Nonostante le campagne di sensibilizzazione per incoraggiare all’uso responsabile dei social network e per proteggere la privacy nelle relazioni online, la maggior parte delle persone, soprattutto i giovani, continuano spensieratamente a sbandierare online selfie e informazioni sulla propria sfera privata. Secondo Crepet “siamo arrivati all’apice degli effetti negativi di un uso incontrollato dei social. È ora di mettere un argine.
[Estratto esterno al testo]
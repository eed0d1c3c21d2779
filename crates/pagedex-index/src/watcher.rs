//! Page watcher for automatic re-indexing.
//!
//! Watches a directory of `<page_id>.json` files and feeds changes into a
//! [`PageIndex`]. Events are debounced per path so an editor writing a file
//! in several steps results in a single save.

use std::collections::HashMap;
use std::path::{Path, PathBuf};
use std::sync::Arc;
use std::time::{Duration, Instant};

use notify::{Event, RecommendedWatcher, RecursiveMode, Watcher};
use thiserror::Error;
use tokio::sync::mpsc;
use tracing::{debug, error, info};

use crate::service::PageIndex;

/// Extension of page files.
pub const PAGE_EXTENSION: &str = "json";

/// Errors that can occur in the page watcher.
#[derive(Error, Debug)]
pub enum WatcherError {
    #[error("Failed to create watcher: {0}")]
    CreateError(String),

    #[error("Failed to watch path: {0}")]
    WatchError(String),
}

/// Debounced change to a page file.
#[derive(Debug, Clone, PartialEq, Eq)]
pub enum PageEvent {
    Created(PathBuf),
    Modified(PathBuf),
    Deleted(PathBuf),
}

impl PageEvent {
    /// Path the event refers to.
    pub fn path(&self) -> &Path {
        match self {
            PageEvent::Created(p) | PageEvent::Modified(p) | PageEvent::Deleted(p) => p,
        }
    }

    /// Merge a newer event for the same path into this one.
    ///
    /// Priority: Deleted > Created > Modified.
    pub fn merge(&self, newer: &PageEvent) -> PageEvent {
        match (self, newer) {
            (_, PageEvent::Deleted(p)) | (PageEvent::Deleted(p), _) => PageEvent::Deleted(p.clone()),
            (PageEvent::Created(p), _) | (_, PageEvent::Created(p)) => PageEvent::Created(p.clone()),
            (PageEvent::Modified(_), PageEvent::Modified(p)) => PageEvent::Modified(p.clone()),
        }
    }
}

/// Configuration for the page watcher.
#[derive(Debug, Clone)]
pub struct WatcherConfig {
    /// Quiet period before a path's events are emitted
    pub debounce: Duration,
}

impl Default for WatcherConfig {
    fn default() -> Self {
        Self {
            debounce: Duration::from_millis(500),
        }
    }
}

/// Pending event state for debouncing.
#[derive(Debug, Clone)]
struct PendingEvent {
    event: PageEvent,
    last_seen: Instant,
}

/// Watches a pages directory.
pub struct PageWatcher {
    config: WatcherConfig,
    root_path: PathBuf,
    // Dropping the notify watcher stops event delivery
    watcher: Option<RecommendedWatcher>,
}

impl PageWatcher {
    pub fn new(root_path: PathBuf, config: WatcherConfig) -> Self {
        Self {
            config,
            root_path,
            watcher: None,
        }
    }

    /// Whether the watcher is running.
    pub fn is_running(&self) -> bool {
        self.watcher.is_some()
    }

    /// Start watching and return a channel of debounced events.
    pub fn start(&mut self) -> Result<mpsc::Receiver<PageEvent>, WatcherError> {
        let (raw_tx, raw_rx) = mpsc::channel::<PageEvent>(100);
        let (debounced_tx, debounced_rx) = mpsc::channel(100);
        let debounce = self.config.debounce;

        let mut watcher = notify::recommended_watcher(move |res: Result<Event, notify::Error>| {
            match res {
                Ok(event) => {
                    for page_event in convert_event(event) {
                        // Receiver gone means the watcher is shutting down
                        let _ = raw_tx.blocking_send(page_event);
                    }
                }
                Err(e) => error!("Watch error: {}", e),
            }
        })
        .map_err(|e| WatcherError::CreateError(e.to_string()))?;

        watcher
            .watch(&self.root_path, RecursiveMode::Recursive)
            .map_err(|e| WatcherError::WatchError(e.to_string()))?;
        self.watcher = Some(watcher);

        tokio::spawn(debounce_events(raw_rx, debounced_tx, debounce));

        info!("Started watching {:?} with {:?} debounce", self.root_path, debounce);
        Ok(debounced_rx)
    }

    /// Stop watching.
    pub fn stop(&mut self) {
        self.watcher = None;
        info!("Stopped watching {:?}", self.root_path);
    }

    /// Watch until the event stream ends, saving and removing pages as their
    /// files change.
    pub async fn run(mut self, index: Arc<PageIndex>) -> Result<(), WatcherError> {
        let mut rx = self.start()?;
        while let Some(event) = rx.recv().await {
            apply_event(&index, &event).await;
        }
        Ok(())
    }
}

/// Apply one debounced event to the index. Errors are logged, never fatal.
pub async fn apply_event(index: &PageIndex, event: &PageEvent) {
    let path = event.path();
    let Some(page_id) = page_id_for(path) else {
        return;
    };

    // Editors that save by replace emit delete + create; trust the disk.
    let exists = tokio::fs::metadata(path).await.map(|m| m.is_file()).unwrap_or(false);
    if matches!(event, PageEvent::Deleted(_)) && !exists {
        debug!("Page file deleted: {:?}", path);
        if let Err(e) = index.remove_page(&page_id).await {
            error!("Failed to remove page {}: {}", page_id, e);
        }
        return;
    }

    let snapshot = match tokio::fs::read_to_string(path).await {
        Ok(snapshot) => snapshot,
        Err(e) => {
            error!("Failed to read {:?}: {}", path, e);
            return;
        }
    };
    debug!("Page file changed: {:?}", path);
    if let Err(e) = index.save_page(&page_id, &snapshot).await {
        error!("Failed to save page {}: {}", page_id, e);
    }
}

/// Page id of a page file: its file stem, when the extension matches.
pub fn page_id_for(path: &Path) -> Option<String> {
    if path.extension().and_then(|e| e.to_str()) != Some(PAGE_EXTENSION) {
        return None;
    }
    path.file_stem()
        .and_then(|s| s.to_str())
        .filter(|s| !s.is_empty() && !s.starts_with('.'))
        .map(str::to_string)
}

fn convert_event(event: Event) -> Vec<PageEvent> {
    event
        .paths
        .into_iter()
        .filter(|path| page_id_for(path).is_some())
        .filter_map(|path| match event.kind {
            notify::EventKind::Create(_) => Some(PageEvent::Created(path)),
            notify::EventKind::Modify(_) => Some(PageEvent::Modified(path)),
            notify::EventKind::Remove(_) => Some(PageEvent::Deleted(path)),
            _ => None,
        })
        .collect()
}

/// Hold events until their path has been quiet for `debounce`.
async fn debounce_events(
    mut raw_rx: mpsc::Receiver<PageEvent>,
    debounced_tx: mpsc::Sender<PageEvent>,
    debounce: Duration,
) {
    let mut pending: HashMap<PathBuf, PendingEvent> = HashMap::new();
    let tick = Duration::from_millis(50);

    loop {
        match tokio::time::timeout(tick, raw_rx.recv()).await {
            Ok(Some(event)) => {
                let now = Instant::now();
                pending
                    .entry(event.path().to_path_buf())
                    .and_modify(|p| {
                        p.event = p.event.merge(&event);
                        p.last_seen = now;
                    })
                    .or_insert(PendingEvent {
                        event,
                        last_seen: now,
                    });
            }
            Ok(None) => {
                for (_, p) in pending.drain() {
                    let _ = debounced_tx.send(p.event).await;
                }
                return;
            }
            Err(_) => {}
        }

        let now = Instant::now();
        let mut ready = Vec::new();
        pending.retain(|_, p| {
            if now.duration_since(p.last_seen) >= debounce {
                ready.push(p.event.clone());
                false
            } else {
                true
            }
        });

        for event in ready {
            if debounced_tx.send(event).await.is_err() {
                return;
            }
        }
    }
}

#[cfg(test)]
mod tests {
    use super::*;
    use tempfile::tempdir;

    #[test]
    fn test_page_id_for() {
        assert_eq!(page_id_for(Path::new("/pages/abc.json")), Some("abc".to_string()));
        assert_eq!(page_id_for(Path::new("/pages/abc.txt")), None);
        assert_eq!(page_id_for(Path::new("/pages/noext")), None);
        assert_eq!(page_id_for(Path::new("/pages/.json")), None);
    }

    #[test]
    fn test_merge_delete_wins() {
        let path = PathBuf::from("/pages/a.json");
        let created = PageEvent::Created(path.clone());
        let modified = PageEvent::Modified(path.clone());
        let deleted = PageEvent::Deleted(path.clone());

        assert_eq!(created.merge(&deleted), deleted);
        assert_eq!(modified.merge(&deleted), deleted);
        assert_eq!(deleted.merge(&created), deleted);
    }

    #[test]
    fn test_merge_create_beats_modify() {
        let path = PathBuf::from("/pages/a.json");
        let created = PageEvent::Created(path.clone());
        let modified = PageEvent::Modified(path.clone());

        assert_eq!(created.merge(&modified), created);
        assert_eq!(modified.merge(&created), created);
        assert_eq!(modified.merge(&modified), modified);
    }

    #[tokio::test]
    async fn test_debounce_collapses_bursts() {
        let (raw_tx, raw_rx) = mpsc::channel(10);
        let (tx, mut rx) = mpsc::channel(10);
        tokio::spawn(debounce_events(raw_rx, tx, Duration::from_millis(30)));

        let path = PathBuf::from("/pages/a.json");
        raw_tx.send(PageEvent::Created(path.clone())).await.unwrap();
        raw_tx.send(PageEvent::Modified(path.clone())).await.unwrap();
        raw_tx.send(PageEvent::Modified(path.clone())).await.unwrap();

        let event = tokio::time::timeout(Duration::from_secs(2), rx.recv())
            .await
            .unwrap()
            .unwrap();
        assert_eq!(event, PageEvent::Created(path));

        drop(raw_tx);
        assert!(rx.recv().await.is_none());
    }

    #[tokio::test]
    async fn test_watcher_start_stop() {
        let dir = tempdir().unwrap();
        let mut watcher = PageWatcher::new(dir.path().to_path_buf(), WatcherConfig::default());

        let _rx = watcher.start().unwrap();
        assert!(watcher.is_running());

        watcher.stop();
        assert!(!watcher.is_running());
    }
}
I social in realtà dovrebbero chiamarsi ‘a-social’, visto che predicano assoluta solitudine”. Nelle scorse settimane il Garante per l’infanzia ha sollecitato il governo italiano “a trovare il coraggio di alzare a 16 anni”, dagli attuali 14, “l’età minima per il consenso al trattamento dei dati dei minorenni senza l’intervento dei genitori”.

Click

Per Nicola Bernardi, presidente di Federprivacy, neanche l’innalzamento dell’età potrebbe essere una misura sufficiente per mettere pienamente al riparo i giovani. “In realtà – rimarca – quella con i social network è una battaglia impari. Essi si avvalgono di potenti mezzi di persuasione, che di fatto invogliano gli utenti a fornire con un semplice click i loro consensi”. Bernardi osserva: “Si tratta di decisioni dettate dall’impulso. E, se ci si prendesse tempo per riflettere, probabilmente non le si adotterebbe con la stessa facilità”. Come a suo tempo per le sigarette, una soluzione efficace potrebbe essere la visualizzazione di un “avviso sui concreti rischi che si corrono, prima di postare un contenuto sensibile”.